Posttranslational modification by N-acetylglucosamine (O-GlcNAc) has been reported for several proteins involved in the regulation of transcription. Gewinner et al. show that several members of the STAT family of transcription factors (STAT5, STAT1, STAT3, and STAT6) were modified by the addition of O-GlcNAc in response to cytokine, hormone, or growth factor stimulation of HC11 mouse mammary epithelial cells (different STATs are activated by different ligands). STAT5a glycosylation was explored in more detail. Glycosylation was stimulated by prolactin treatment of the cells, and glycosylated STAT5a was more abundant in the nucleus than in the cytoplasm.
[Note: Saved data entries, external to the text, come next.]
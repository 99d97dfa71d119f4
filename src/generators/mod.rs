use rand::{Rng, SeedableRng, rngs::StdRng};

mod backtrack;
mod dfs;
pub mod disjoint_set;
mod kruskal;
mod prim;

use backtrack::iterative_backtrack;
use dfs::randomized_dfs;
use kruskal::randomized_kruskal;
use prim::randomized_prim;

use crate::{
    error::MazeError,
    maze::{Coord, Grid},
};

/// Probability that each direct neighbor of the start and end is opened after carving.
pub const ENDPOINT_OPENING_PROBABILITY: f64 = 0.7;

/// Steps of two cells (up, down, left, right) between passage cells.
const PASSAGE_STEPS: [(isize, isize); 4] = [(-2, 0), (2, 0), (0, -2), (0, 2)];

/// Get a random number generator, optionally seeded for reproducibility.
pub fn get_rng(seed: Option<u64>) -> StdRng {
    match seed {
        Some(s) => StdRng::seed_from_u64(s),
        None => StdRng::from_os_rng(),
    }
}

#[derive(Debug, Clone, Copy, PartialEq, Eq)]
pub enum Generator {
    Dfs,
    Prim,
    Kruskal,
    Backtracking,
}

impl Generator {
    pub const ALL: [Generator; 4] = [
        Generator::Dfs,
        Generator::Prim,
        Generator::Kruskal,
        Generator::Backtracking,
    ];

    /// The selector name accepted by [`str::parse`].
    pub fn name(&self) -> &'static str {
        match self {
            Generator::Dfs => "dfs",
            Generator::Prim => "prim",
            Generator::Kruskal => "kruskal",
            Generator::Backtracking => "backtracking",
        }
    }
}

impl std::fmt::Display for Generator {
    fn fmt(&self, f: &mut std::fmt::Formatter<'_>) -> std::fmt::Result {
        match self {
            Generator::Dfs => write!(f, "Randomized Depth-First Search (DFS)"),
            Generator::Prim => write!(f, "Prim's Algorithm"),
            Generator::Kruskal => write!(f, "Kruskal's Algorithm"),
            Generator::Backtracking => write!(f, "Iterative Backtracking"),
        }
    }
}

impl std::str::FromStr for Generator {
    type Err = MazeError;

    fn from_str(s: &str) -> Result<Self, Self::Err> {
        Generator::ALL
            .into_iter()
            .find(|generator| generator.name() == s)
            .ok_or_else(|| MazeError::UnknownGenerator(s.to_string()))
    }
}

/// Carves a maze and opens up the cells around the start and end.
///
/// The start and end cells are never walled. With the same seed and grid contents
/// the result is identical.
pub fn generate_maze(grid: &mut Grid, generator: Generator, seed: Option<u64>) {
    let mut rng = get_rng(seed);
    tracing::info!(
        "Generating {}x{} maze with {}",
        grid.rows(),
        grid.cols(),
        generator
    );
    carve_passages(grid, generator, &mut rng);
    open_endpoints(grid, &mut rng, ENDPOINT_OPENING_PROBABILITY);
    tracing::debug!("Maze has {} open cells", grid.open_cell_count());
}

/// Fills the grid with walls, then carves a spanning tree of passages over the
/// odd-coordinate cells.
pub fn carve_passages(grid: &mut Grid, generator: Generator, rng: &mut StdRng) {
    grid.reset_visited();
    fill_walls(grid);
    if grid.rows() < 2 || grid.cols() < 2 {
        return;
    }

    match generator {
        Generator::Dfs => randomized_dfs(grid, rng),
        Generator::Prim => randomized_prim(grid, rng),
        Generator::Kruskal => randomized_kruskal(grid, rng),
        Generator::Backtracking => iterative_backtrack(grid, rng),
    }
}

/// Clears the start and end cells and opens each of their direct neighbors
/// independently with the given probability.
pub fn open_endpoints(grid: &mut Grid, rng: &mut StdRng, probability: f64) {
    for endpoint in [grid.start(), grid.end()].into_iter().flatten() {
        grid.cell_mut(endpoint).is_wall = false;
        let neighbors = grid.neighbors(endpoint, false).collect::<Vec<_>>();
        for neighbor in neighbors {
            if rng.random_bool(probability) {
                grid.set_wall(neighbor, false);
            }
        }
    }
}

/// Clears an L-shaped corridor from the start to the end: along the start's row to
/// the end's column, then along that column to the end's row.
///
/// The corridor may close a loop in a perfect maze.
pub fn carve_fallback_path(grid: &mut Grid) {
    let (Some(start), Some(end)) = (grid.start(), grid.end()) else {
        return;
    };

    let (mut row, mut col) = start;
    while col != end.1 {
        col = if col < end.1 { col + 1 } else { col - 1 };
        grid.set_wall((row, col), false);
    }
    while row != end.0 {
        row = if row < end.0 { row + 1 } else { row - 1 };
        grid.set_wall((row, col), false);
    }
}

/// Carves the fallback corridor if the end is not reachable from the start.
/// Returns whether a corridor was carved.
pub fn ensure_path(grid: &mut Grid) -> bool {
    if !grid.has_start_and_end() || grid.has_valid_path() {
        return false;
    }
    tracing::warn!("Start and end are disconnected, carving a fallback path");
    carve_fallback_path(grid);
    true
}

fn fill_walls(grid: &mut Grid) {
    (0..grid.rows()).for_each(|row| {
        (0..grid.cols()).for_each(|col| grid.set_wall((row, col), true));
    });
}

/// Picks a uniformly random odd-coordinate cell.
fn random_passage_cell(grid: &Grid, rng: &mut StdRng) -> Coord {
    (
        rng.random_range(0..grid.rows() / 2) * 2 + 1,
        rng.random_range(0..grid.cols() / 2) * 2 + 1,
    )
}

/// The in-bounds cell two steps from `coord` in the given direction.
fn passage_step(grid: &Grid, coord: Coord, step: (isize, isize)) -> Option<Coord> {
    let row = coord.0.checked_add_signed(step.0)?;
    let col = coord.1.checked_add_signed(step.1)?;
    grid.is_in_bounds((row, col)).then_some((row, col))
}

/// Passage cells two steps away, in the order up, down, left, right.
fn passage_neighbors(grid: &Grid, coord: Coord) -> impl Iterator<Item = Coord> {
    PASSAGE_STEPS
        .into_iter()
        .filter_map(move |step| passage_step(grid, coord, step))
}

/// The wall cell separating two passage cells two steps apart.
fn wall_between(a: Coord, b: Coord) -> Coord {
    ((a.0 + b.0) / 2, (a.1 + b.1) / 2)
}

/// Opens the wall between `from` and `to`, and `to` itself.
fn carve_between(grid: &mut Grid, from: Coord, to: Coord) {
    grid.set_wall(wall_between(from, to), false);
    grid.set_wall(to, false);
}
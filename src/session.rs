use std::{
    sync::{
        Arc,
        atomic::{AtomicBool, AtomicU8, Ordering},
    },
    time::Duration,
};

use crate::{
    animation::{self, UpdateSink},
    error::MazeError,
    generators::{Generator, ensure_path, generate_maze},
    maze::{Coord, Grid},
    solvers::{SolveReport, Solver, solve_maze},
};

/// Step the speed changes by on [`Session::speed_up`] and [`Session::slow_down`].
const SPEED_STEP: u8 = 10;

/// Drawing tool applied to a cell by [`Session::apply_tool`].
#[derive(Default, Debug, Clone, Copy, PartialEq, Eq)]
pub enum Tool {
    #[default]
    Wall,
    Erase,
    Start,
    End,
}

/// State shared between the caller, the running solve, and any input handler.
///
/// Clones share the solving flag and the animation speed, so another thread holding
/// a clone can cancel a solve or change its pace while it runs.
#[derive(Debug, Clone)]
pub struct Session {
    solving: Arc<AtomicBool>,
    speed: Arc<AtomicU8>,
    tool: Tool,
    headless: bool,
    max_wall_follower_steps: Option<usize>,
}

impl Default for Session {
    fn default() -> Self {
        Self {
            solving: Arc::new(AtomicBool::new(false)),
            speed: Arc::new(AtomicU8::new(animation::DEFAULT_SPEED)),
            tool: Tool::default(),
            headless: false,
            max_wall_follower_steps: None,
        }
    }
}

impl Session {
    pub fn new() -> Self {
        Self::default()
    }

    /// A session that never waits between steps, for tests and profiling.
    pub fn headless() -> Self {
        Self {
            headless: true,
            ..Self::default()
        }
    }

    pub fn with_speed(self, speed: u8) -> Self {
        self.set_speed(speed);
        self
    }

    /// Caps the number of moves the wall follower may make before giving up.
    pub fn with_max_wall_follower_steps(mut self, steps: usize) -> Self {
        self.max_wall_follower_steps = Some(steps);
        self
    }

    /// Move cap for the wall follower on `grid`, four moves per cell unless set.
    pub fn wall_follower_step_cap(&self, grid: &Grid) -> usize {
        self.max_wall_follower_steps
            .unwrap_or_else(|| grid.len().saturating_mul(4))
    }

    pub fn is_solving(&self) -> bool {
        self.solving.load(Ordering::Relaxed)
    }

    /// Asks a running solve to stop before its next step.
    pub fn stop_solving(&self) {
        if self.solving.swap(false, Ordering::Relaxed) {
            tracing::info!("Solve cancellation requested");
        }
    }

    /// Raises the solving flag. Fails if a solve is already running.
    pub(crate) fn begin_solving(&self) -> Result<(), MazeError> {
        self.solving
            .compare_exchange(false, true, Ordering::Relaxed, Ordering::Relaxed)
            .map(|_| ())
            .map_err(|_| MazeError::Busy)
    }

    pub(crate) fn finish_solving(&self) {
        self.solving.store(false, Ordering::Relaxed);
    }

    pub fn speed(&self) -> u8 {
        self.speed.load(Ordering::Relaxed)
    }

    pub fn set_speed(&self, speed: u8) {
        let speed = speed.clamp(animation::MIN_SPEED, animation::MAX_SPEED);
        self.speed.store(speed, Ordering::Relaxed);
    }

    pub fn speed_up(&self) {
        self.set_speed(self.speed().saturating_add(SPEED_STEP));
    }

    pub fn slow_down(&self) {
        self.set_speed(self.speed().saturating_sub(SPEED_STEP));
    }

    /// Time to wait after each solver step, `None` when headless.
    pub fn step_delay(&self) -> Option<Duration> {
        (!self.headless).then(|| animation::step_delay(self.speed()))
    }

    pub fn tool(&self) -> Tool {
        self.tool
    }

    pub fn set_tool(&mut self, tool: Tool) {
        self.tool = tool;
    }

    /// Applies the current drawing tool to a cell.
    /// Editing is refused while a solve is running.
    pub fn apply_tool(&self, grid: &mut Grid, coord: Coord) -> Result<(), MazeError> {
        if self.is_solving() {
            return Err(MazeError::Busy);
        }
        match self.tool {
            Tool::Wall => grid.set_wall(coord, true),
            Tool::Erase => grid.set_wall(coord, false),
            Tool::Start => grid.set_start(coord),
            Tool::End => grid.set_end(coord),
        }
        Ok(())
    }

    /// Generates a maze in place and guarantees the end is reachable, carving the
    /// fallback corridor when it is not. Returns whether the corridor was needed.
    pub fn generate(
        &self,
        grid: &mut Grid,
        generator: Generator,
        seed: Option<u64>,
    ) -> Result<bool, MazeError> {
        if self.is_solving() {
            return Err(MazeError::Busy);
        }
        generate_maze(grid, generator, seed);
        Ok(ensure_path(grid))
    }

    /// Solves the maze, reporting each step to `sink`. See [`solve_maze`].
    pub fn solve<S: UpdateSink>(
        &self,
        grid: &mut Grid,
        solver: Solver,
        sink: &mut S,
    ) -> Result<SolveReport, MazeError> {
        solve_maze(grid, solver, self, sink)
    }
}
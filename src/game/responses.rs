//! Persona flavour lines (`responses.json`, `stanley_responses.json`).
//!
//! Each category holds several templates; one is picked at random and its
//! `{placeholder}` fields are filled in.

use log::{error, warn};
use serde::{Deserialize, Serialize};
use std::collections::BTreeMap;

use super::dice::Roller;

pub const UNKNOWN_CATEGORY_LINE: &str = "🤔 Stanley scratches his head. _'I wasn't prepared for that one!'_";
pub const MISSING_FILE_LINE: &str = "⚠️ Error: the response file is missing or empty!";

#[derive(Debug, Clone, Default, PartialEq, Eq, Serialize, Deserialize)]
#[serde(transparent)]
pub struct ResponseBook(BTreeMap<String, Vec<String>>);

impl ResponseBook {
    pub fn insert(&mut self, category: &str, templates: Vec<String>) {
        self.0.insert(category.to_string(), templates);
    }

    /// A random line from `category` with `vars` substituted.
    pub fn pick(&self, category: &str, vars: &[(&str, &str)], roller: &mut dyn Roller) -> String {
        if self.0.is_empty() {
            error!("response file failed to load or is empty");
            return MISSING_FILE_LINE.to_string();
        }
        let templates = match self.0.get(category) {
            Some(t) if !t.is_empty() => t,
            _ => {
                warn!("response category `{}` not found", category);
                return UNKNOWN_CATEGORY_LINE.to_string();
            }
        };
        fill(&templates[roller.pick(templates.len())], vars)
    }

    /// Like [`ResponseBook::pick`], but a missing category quietly yields `fallback`.
    pub fn pick_or(&self, category: &str, vars: &[(&str, &str)], roller: &mut dyn Roller, fallback: &str) -> String {
        match self.0.get(category) {
            Some(t) if !t.is_empty() => fill(&t[roller.pick(t.len())], vars),
            _ => fill(fallback, vars),
        }
    }
}

/// Replace every `{key}` in `template`. Unknown placeholders are left as-is.
pub fn fill(template: &str, vars: &[(&str, &str)]) -> String {
    let mut out = template.to_string();
    for (key, value) in vars {
        out = out.replace(&format!("{{{}}}", key), value);
    }
    out
}

#[cfg(test)]
mod tests {
    use super::*;
    use crate::game::dice::ScriptedRoller;

    #[test]
    fn picks_and_fills_template() {
        let mut book = ResponseBook::default();
        book.insert(
            "buy_success",
            vec!["{user} walks off with {item}.".into(), "Sold! {item} is yours, {user}.".into()],
        );
        let mut roller = ScriptedRoller::with_ints([1]);
        let line = book.pick("buy_success", &[("user", "Ada"), ("item", "rope")], &mut roller);
        assert_eq!(line, "Sold! rope is yours, Ada.");
    }

    #[test]
    fn missing_category_and_file_fall_back() {
        let mut roller = ScriptedRoller::new();
        assert_eq!(ResponseBook::default().pick("x", &[], &mut roller), MISSING_FILE_LINE);
        let mut book = ResponseBook::default();
        book.insert("other", vec!["hi".into()]);
        assert_eq!(book.pick("x", &[], &mut roller), UNKNOWN_CATEGORY_LINE);
    }

    #[test]
    fn pick_or_uses_fallback_without_rolling() {
        let mut roller = ScriptedRoller::with_ints([0]);
        let book = ResponseBook::default();
        assert_eq!(book.pick_or("gather_nothing", &[("user", "Ada")], &mut roller, "{user} found nothing."), "Ada found nothing.");
        assert_eq!(roller.remaining(), 1);
    }
}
Glycosylation of STAT5 did not influence tyrosine or serine phosphorylation or DNA-binding ability. Mutation of Thr92 substantially diminished glycosylation of STAT5, although it did not impair phosphorylation or DNA binding. The T92A mutant did not stimulate reporter gene expression in transfected cells. In vitro, STAT5 only interacted with the transcriptional coactivator CBP when glycosylated. However, glycosylation status did not affect STAT5's interaction with several other cofactors. Thus, dynamic glycosylation may contribute to the activation of STAT-regulated genes by controlling interaction with a subset of cofactors.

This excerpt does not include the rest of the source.